◆ **Task objective**
Each record listed below is to be output exactly as written.

[Collected data]
.....
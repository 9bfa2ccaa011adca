// File: livebot-core/src/platforms/kick/mod.rs

use std::collections::HashMap;
use std::sync::Arc;
use std::time::Duration;

use async_trait::async_trait;
use chrono::{DateTime, NaiveDateTime, Utc};
use futures_util::future::join_all;
use serde::Deserialize;
use tracing::{debug, warn};

use livebot_common::models::{LiveInfo, Platform};
use livebot_common::traits::platform_traits::StreamProbe;

use crate::http::HttpClient;

const CHANNELS_URL: &str = "https://kick.com/api/v1/channels";

/// Kick sits behind aggressive anti-bot protection; a slow response is
/// as good as no response for a poll cycle.
pub const DEFAULT_TIMEOUT: Duration = Duration::from_secs(5);

#[derive(Debug, Deserialize)]
struct ChannelResponse {
    user: Option<KickUser>,
    livestream: Option<Livestream>,
}

#[derive(Debug, Deserialize)]
struct KickUser {
    username: String,
}

#[derive(Debug, Deserialize)]
struct Livestream {
    id: Option<u64>,
    is_live: bool,
    session_title: Option<String>,
    categories: Option<Vec<Category>>,
    viewer_count: Option<u64>,
    created_at: Option<String>,
}

#[derive(Debug, Deserialize)]
struct Category {
    name: String,
}

/// Live-status probe for Kick. One channel-info request per identifier,
/// all in flight at once, each with its own timeout.
pub struct KickProbe {
    http: Arc<dyn HttpClient>,
    timeout: Duration,
}

impl KickProbe {
    pub fn new(http: Arc<dyn HttpClient>) -> Self {
        Self::with_timeout(http, DEFAULT_TIMEOUT)
    }

    pub fn with_timeout(http: Arc<dyn HttpClient>, timeout: Duration) -> Self {
        Self { http, timeout }
    }

    /// One channel-info fetch. Every failure mode maps to `None`: a
    /// channel we cannot check is treated as offline rather than
    /// unknown, trading false negatives for spam avoidance.
    async fn fetch_channel(&self, slug: &str) -> Option<LiveInfo> {
        let url = format!("{CHANNELS_URL}/{slug}");
        let result = tokio::time::timeout(self.timeout, self.http.get(url, HashMap::new())).await;
        let response = match result {
            Ok(Ok(response)) => response,
            Ok(Err(e)) => {
                debug!("Kick check failed for {slug}: {e}");
                return None;
            }
            Err(_) => {
                debug!("Kick check timed out for {slug}");
                return None;
            }
        };

        if response.status == 403 || response.status == 503 {
            // Anti-bot block; common enough that it is not worth a log
            // line per channel per cycle.
            return None;
        }
        if !response.is_success() {
            debug!("Kick check for {slug}: HTTP {}", response.status);
            return None;
        }

        let parsed: ChannelResponse = match serde_json::from_str(&response.body) {
            Ok(parsed) => parsed,
            Err(e) => {
                debug!("Kick channel payload parse error for {slug}: {e}");
                return None;
            }
        };

        let livestream = parsed.livestream?;
        if !livestream.is_live {
            return None;
        }

        let display_name = parsed
            .user
            .map(|u| u.username)
            .unwrap_or_else(|| slug.to_string());
        let category = livestream
            .categories
            .as_ref()
            .and_then(|c| c.first())
            .map(|c| c.name.clone())
            .unwrap_or_else(|| "Unknown".to_string());

        Some(LiveInfo {
            display_name,
            title: livestream.session_title.unwrap_or_default(),
            category,
            viewer_count: livestream.viewer_count.unwrap_or(0),
            started_at: parse_created_at(livestream.created_at.as_deref(), slug),
            session_id: livestream.id.map(|id| id.to_string()),
        })
    }
}

/// Kick reports `created_at` either as RFC 3339 or as a bare
/// `YYYY-MM-DD HH:MM:SS` in UTC.
fn parse_created_at(raw: Option<&str>, slug: &str) -> DateTime<Utc> {
    let Some(raw) = raw else {
        return Utc::now();
    };
    if let Ok(ts) = DateTime::parse_from_rfc3339(raw) {
        return ts.with_timezone(&Utc);
    }
    if let Ok(naive) = NaiveDateTime::parse_from_str(raw, "%Y-%m-%d %H:%M:%S") {
        return naive.and_utc();
    }
    warn!("Unparseable Kick created_at '{raw}' for {slug}; using current time");
    Utc::now()
}

#[async_trait]
impl StreamProbe for KickProbe {
    fn platform(&self) -> Platform {
        Platform::Kick
    }

    async fn check(&self, identifier: &str) -> Option<LiveInfo> {
        self.fetch_channel(identifier).await
    }

    async fn check_all(&self, identifiers: &[String]) -> HashMap<String, LiveInfo> {
        let checks = identifiers
            .iter()
            .map(|slug| async move { (slug.to_lowercase(), self.fetch_channel(slug).await) });
        join_all(checks)
            .await
            .into_iter()
            .filter_map(|(slug, info)| info.map(|i| (slug, i)))
            .collect()
    }
}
.....
◆ **Task solution**
repository 9bfa2ccaa011adca
// File: livebot-core/src/platforms/kick/mod.rs

use std::collections::HashMap;
use std::sync::Arc;
use std::time::Duration;

use async_trait::async_trait;
use chrono::{DateTime, NaiveDateTime, Utc};
use futures_util::future::join_all;
use serde::Deserialize;
use tracing::{debug, warn};

use livebot_common::models::{LiveInfo, Platform};
use livebot_common::traits::platform_traits::StreamProbe;

use crate::http::HttpClient;

const CHANNELS_URL: &str = "https://kick.com/api/v1/channels";

/// Kick sits behind aggressive anti-bot protection; a slow response is
/// as good as no response for a poll cycle.
pub const DEFAULT_TIMEOUT: Duration = Duration::from_secs(5);

#[derive(Debug, Deserialize)]
struct ChannelResponse {
    user: Option<KickUser>,
    livestream: Option<Livestream>,
}

#[derive(Debug, Deserialize)]
struct KickUser {
    username: String,
}

#[derive(Debug, Deserialize)]
struct Livestream {
    id: Option<u64>,
    is_live: bool,
    session_title: Option<String>,
    categories: Option<Vec<Category>>,
    viewer_count: Option<u64>,
    created_at: Option<String>,
}

#[derive(Debug, Deserialize)]
struct Category {
    name: String,
}

/// Live-status probe for Kick. One channel-info request per identifier,
/// all in flight at once, each with its own timeout.
pub struct KickProbe {
    http: Arc<dyn HttpClient>,
    timeout: Duration,
}

impl KickProbe {
    pub fn new(http: Arc<dyn HttpClient>) -> Self {
        Self::with_timeout(http, DEFAULT_TIMEOUT)
    }

    pub fn with_timeout(http: Arc<dyn HttpClient>, timeout: Duration) -> Self {
        Self { http, timeout }
    }

    /// One channel-info fetch. Every failure mode maps to `None`: a
    /// channel we cannot check is treated as offline rather than
    /// unknown, trading false negatives for spam avoidance.
    async fn fetch_channel(&self, slug: &str) -> Option<LiveInfo> {
        let url = format!("{CHANNELS_URL}/{slug}");
        let result = tokio::time::timeout(self.timeout, self.http.get(url, HashMap::new())).await;
        let response = match result {
            Ok(Ok(response)) => response,
            Ok(Err(e)) => {
                debug!("Kick check failed for {slug}: {e}");
                return None;
            }
            Err(_) => {
                debug!("Kick check timed out for {slug}");
                return None;
            }
        };

        if response.status == 403 || response.status == 503 {
            // Anti-bot block; common enough that it is not worth a log
            // line per channel per cycle.
            return None;
        }
        if !response.is_success() {
            debug!("Kick check for {slug}: HTTP {}", response.status);
            return None;
        }

        let parsed: ChannelResponse = match serde_json::from_str(&response.body) {
            Ok(parsed) => parsed,
            Err(e) => {
                debug!("Kick channel payload parse error for {slug}: {e}");
                return None;
            }
        };

        let livestream = parsed.livestream?;
        if !livestream.is_live {
            return None;
        }

        let display_name = parsed
            .user
            .map(|u| u.username)
            .unwrap_or_else(|| slug.to_string());
        let category = livestream
            .categories
            .as_ref()
            .and_then(|c| c.first())
            .map(|c| c.name.clone())
            .unwrap_or_else(|| "Unknown".to_string());

        Some(LiveInfo {
            display_name,
            title: livestream.session_title.unwrap_or_default(),
            category,
            viewer_count: livestream.viewer_count.unwrap_or(0),
            started_at: parse_created_at(livestream.created_at.as_deref(), slug),
            session_id: livestream.id.map(|id| id.to_string()),
        })
    }
}

/// Kick reports `created_at` either as RFC 3339 or as a bare
/// `YYYY-MM-DD HH:MM:SS` in UTC.
fn parse_created_at(raw: Option<&str>, slug: &str) -> DateTime<Utc> {
    let Some(raw) = raw else {
        return Utc::now();
    };
    if let Ok(ts) = DateTime::parse_from_rfc3339(raw) {
        return ts.with_timezone(&Utc);
    }
    if let Ok(naive) = NaiveDateTime::parse_from_str(raw, "%Y-%m-%d %H:%M:%S") {
        return naive.and_utc();
    }
    warn!("Unparseable Kick created_at '{raw}' for {slug}; using current time");
    Utc::now()
}

#[async_trait]
impl StreamProbe for KickProbe {
    fn platform(&self) -> Platform {
        Platform::Kick
    }

    async fn check(&self, identifier: &str) -> Option<LiveInfo> {
        self.fetch_channel(identifier).await
    }

    async fn check_all(&self, identifiers: &[String]) -> HashMap<String, LiveInfo> {
        let checks = identifiers
            .iter()
            .map(|slug| async move { (slug.to_lowercase(), self.fetch_channel(slug).await) });
        join_all(checks)
            .await
            .into_iter()
            .filter_map(|(slug, info)| info.map(|i| (slug, i)))
            .collect()
    }
}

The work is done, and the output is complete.